The report is released on the heels of an announcement by Aetna U.S. Healthcare saying the HMO will discontinue its "doctor reward" program as part of a settlement in a lawsuit filed by the State of Texas. In a deal that could become a model for other HMOs, the settlement finds that Aetna can no longer offer financial incentives to physicians who limit necessary care to HMO members in order to stay within budgets.
The announcement, which is a step toward giving doctors more control over the decisions they make regarding your care, could also be a step toward reducing the widespread gaming that was reported in the JAMA survey.
In that national survey, 720 doctors were asked whether in the last year they had "sometimes" -- or more frequently -- exaggerated a patient's condition, changed a billing diagnosis, or reported symptoms that were not present. Some 39% of the respondents reported that they had done so to gain payment for services that they believed were necessary.
Suggesting a possible link with increasingly aggressive managed care cost-control practices, more than half of these physicians said they gamed the system more frequently than they had five years earlier. Yet 61% of physicians said that they rarely or never manipulated payment rules.
Additional survey questions revealed that doctors' willingness to manipulate health plan rules was strongly linked to their belief that such behavior was necessary to provide high-quality care.
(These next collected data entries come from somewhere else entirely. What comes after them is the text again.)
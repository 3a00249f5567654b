//! E-mail account sessions shared by the teacher and tools clients.

use crate::error::{ClientError, ClientResult};
use crate::options::ClientOptions;
use qti_auth::{AuthProvider, AuthTokens, AuthenticationMethod, Credentials, SignIn, UserInfo};
use qti_http::{ApiRequest, AuthenticatedClient, HeaderContext};
use serde::Deserialize;
use std::sync::Arc;
use tracing::{info, warn};

#[derive(Debug, Deserialize)]
#[serde(rename_all = "camelCase")]
struct AccessCheck {
    #[serde(default)]
    has_access: bool,
}

/// Account lifecycle on top of an [`AuthenticatedClient`].
#[derive(Debug, Clone)]
pub struct AccountSession {
    client: AuthenticatedClient,
    check_access: bool,
}

impl AccountSession {
    pub(crate) fn open(
        options: &ClientOptions,
        namespace: &str,
        provider: Arc<dyn AuthProvider>,
    ) -> ClientResult<Self> {
        let headers = HeaderContext {
            app_id: None,
            admin: options.admin,
            xml_from_db: false,
        };
        let client = options.builder(namespace, provider, headers).build()?;
        Ok(Self {
            client,
            check_access: options.check_access,
        })
    }

    pub fn client(&self) -> &AuthenticatedClient {
        &self.client
    }

    /// Sign in with e-mail and password.
    ///
    /// With access checking on, the new credentials are kept only when the
    /// backend confirms the account may use the application.
    pub async fn authenticate(&self, email: &str, password: &str) -> ClientResult<Credentials> {
        let sign_in = SignIn::Password {
            email: email.to_string(),
            password: password.to_string(),
        };
        let credentials = self
            .client
            .sign_in(&sign_in, AuthenticationMethod::Password)
            .await?;

        if self.check_access && !self.has_access().await? {
            warn!("Signed-in account has no access, discarding credentials");
            self.client.session_reset();
            return Err(ClientError::AccessDenied);
        }
        Ok(credentials)
    }

    async fn has_access(&self) -> ClientResult<bool> {
        let response = self.client.send_once(ApiRequest::post("/access")).await;
        match response {
            Ok(response) => Ok(response.json::<AccessCheck>()?.has_access),
            Err(e) => {
                self.client.session_reset();
                Err(e.into())
            }
        }
    }

    pub async fn sign_up(&self, email: &str, password: &str) -> ClientResult<AuthTokens> {
        Ok(self.client.provider().sign_up(email, password).await?)
    }

    pub async fn password_reset(&self, email: &str) -> ClientResult<()> {
        Ok(self.client.provider().send_password_reset(email).await?)
    }

    /// Account behind the held access token.
    ///
    /// Lookup failures yield `None`; a 400 or 401 also ends the session.
    pub async fn logged_in_user(&self) -> Option<UserInfo> {
        let token = self.client.credentials().access_token()?;
        match self.client.provider().lookup_user(&token).await {
            Ok(user) => user,
            Err(e) => {
                warn!(error = %e, "Account lookup failed");
                if matches!(e.status(), Some(400) | Some(401)) {
                    self.client.session_reset();
                }
                None
            }
        }
    }

    pub fn logout(&self) {
        self.client.session_reset();
        info!("Logged out");
    }

    pub fn access_token(&self) -> Option<String> {
        self.client.credentials().access_token()
    }

    pub fn is_logged_in(&self) -> bool {
        self.client.is_logged_in()
    }
}
//! Construction options shared by all clients.

use qti_auth::AuthProvider;
use qti_http::{ClientBuilder, ErrorCallback, HeaderContext, Transport};
use qti_storage::KeyValueStore;
use std::sync::Arc;
use std::time::Duration;
use url::Url;

/// Options for [`crate::TeacherClient`], [`crate::ToolsClient`] and
/// [`crate::StudentClient`].
///
/// `admin` and `check_access` only affect the account clients;
/// `xml_from_db` only the student client.
#[derive(Clone)]
pub struct ClientOptions {
    pub api_url: Url,
    pub app_id: Option<String>,
    pub admin: bool,
    /// Ask the backend (`POST /access`) whether a signed-in account may use
    /// the application before keeping its credentials.
    pub check_access: bool,
    pub xml_from_db: bool,
    pub timeout: Option<Duration>,
    pub transport: Option<Arc<dyn Transport>>,
    pub storage: Arc<dyn KeyValueStore>,
    pub on_error: Option<ErrorCallback>,
    pub refresh_on_auth_failure: bool,
}

impl ClientOptions {
    pub fn new(api_url: Url, storage: Arc<dyn KeyValueStore>) -> Self {
        Self {
            api_url,
            app_id: None,
            admin: false,
            check_access: true,
            xml_from_db: false,
            timeout: None,
            transport: None,
            storage,
            on_error: None,
            refresh_on_auth_failure: true,
        }
    }

    pub fn app_id(mut self, app_id: impl Into<String>) -> Self {
        self.app_id = Some(app_id.into());
        self
    }

    pub fn admin(mut self, admin: bool) -> Self {
        self.admin = admin;
        self
    }

    pub fn check_access(mut self, check_access: bool) -> Self {
        self.check_access = check_access;
        self
    }

    pub fn xml_from_db(mut self, xml_from_db: bool) -> Self {
        self.xml_from_db = xml_from_db;
        self
    }

    pub fn timeout(mut self, timeout: Duration) -> Self {
        self.timeout = Some(timeout);
        self
    }

    pub fn transport(mut self, transport: Arc<dyn Transport>) -> Self {
        self.transport = Some(transport);
        self
    }

    pub fn on_error(mut self, callback: ErrorCallback) -> Self {
        self.on_error = Some(callback);
        self
    }

    pub fn refresh_on_auth_failure(mut self, enabled: bool) -> Self {
        self.refresh_on_auth_failure = enabled;
        self
    }

    /// Pipeline builder for one client namespace.
    pub(crate) fn builder(
        &self,
        namespace: &str,
        provider: Arc<dyn AuthProvider>,
        headers: HeaderContext,
    ) -> ClientBuilder {
        let mut builder = ClientBuilder::new(
            self.api_url.clone(),
            namespace,
            provider,
            self.storage.clone(),
        )
        .header_context(headers)
        .refresh_on_auth_failure(self.refresh_on_auth_failure);

        if let Some(app_id) = &self.app_id {
            builder = builder.app_id(app_id.clone());
        }
        if let Some(transport) = &self.transport {
            builder = builder.transport(transport.clone());
        }
        if let Some(timeout) = self.timeout {
            builder = builder.timeout(timeout);
        }
        if let Some(callback) = &self.on_error {
            builder = builder.on_error(callback.clone());
        }
        builder
    }
}

impl std::fmt::Debug for ClientOptions {
    fn fmt(&self, f: &mut std::fmt::Formatter<'_>) -> std::fmt::Result {
        f.debug_struct("ClientOptions")
            .field("api_url", &self.api_url.as_str())
            .field("app_id", &self.app_id)
            .field("admin", &self.admin)
            .field("check_access", &self.check_access)
            .field("xml_from_db", &self.xml_from_db)
            .field("timeout", &self.timeout)
            .field("refresh_on_auth_failure", &self.refresh_on_auth_failure)
            .finish()
    }
}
Almost 29% of the survey's physicians thought it necessary to game the system to provide high-quality care. Nevertheless, just over 15% of the physicians in the survey said that they believed it was ethical to do so.
"They are being asked to do something that they believe is unethical in order to do a good job," Wynia tells WebMD.
But Young disagrees, saying "there is no question in the research literature that 20% or more of health care services are unnecessary. Doctors are doing whatever they can to lash out against managed care."
Of the doctors surveyed, 37% reported that patients had requested that they deceive their health plan, a factor that Wynia says correlated strongly with physicians who reported that they gamed the system. And doctors who said that they had insufficient time with their patients also were more likely to engage in deceptive practices.
Young notes that this deception by doctors brings "potential harm" to patients. "If you put something on a medical record, a diagnosis that is not accurate, the individual then could have that diagnosis carried with them," he tells WebMD. "If you put down diabetes when in fact they don't have diabetes ? it may interfere with their getting life insurance."
While doctors may be deceptive, they do not necessarily deceive for greed. "Physicians with potentially greater financial stakes in manipulating reimbursement rules did not report doing so more often," the authors write.
The problem isn't likely to get better anytime soon, as cost-control pressures are certain to only intensify in the health system, the study notes. But the survey "may stimulate more scrutiny of physicians and physician claims," says Young. "This just lays out that there is substantial fraud going on out there."
"There is a fundamental conflict here and neither society nor doctors have a clue as to how to answer it," Georgetown University law professor Gregg Bloche, MD, JD, tells WebMD. "The conflict is between ? the notion that physicians have a duty of undivided loyalty to patients, and the 20th and 21st century reality that health care is much too expensive to be paid for by individual folks out-of-pocket."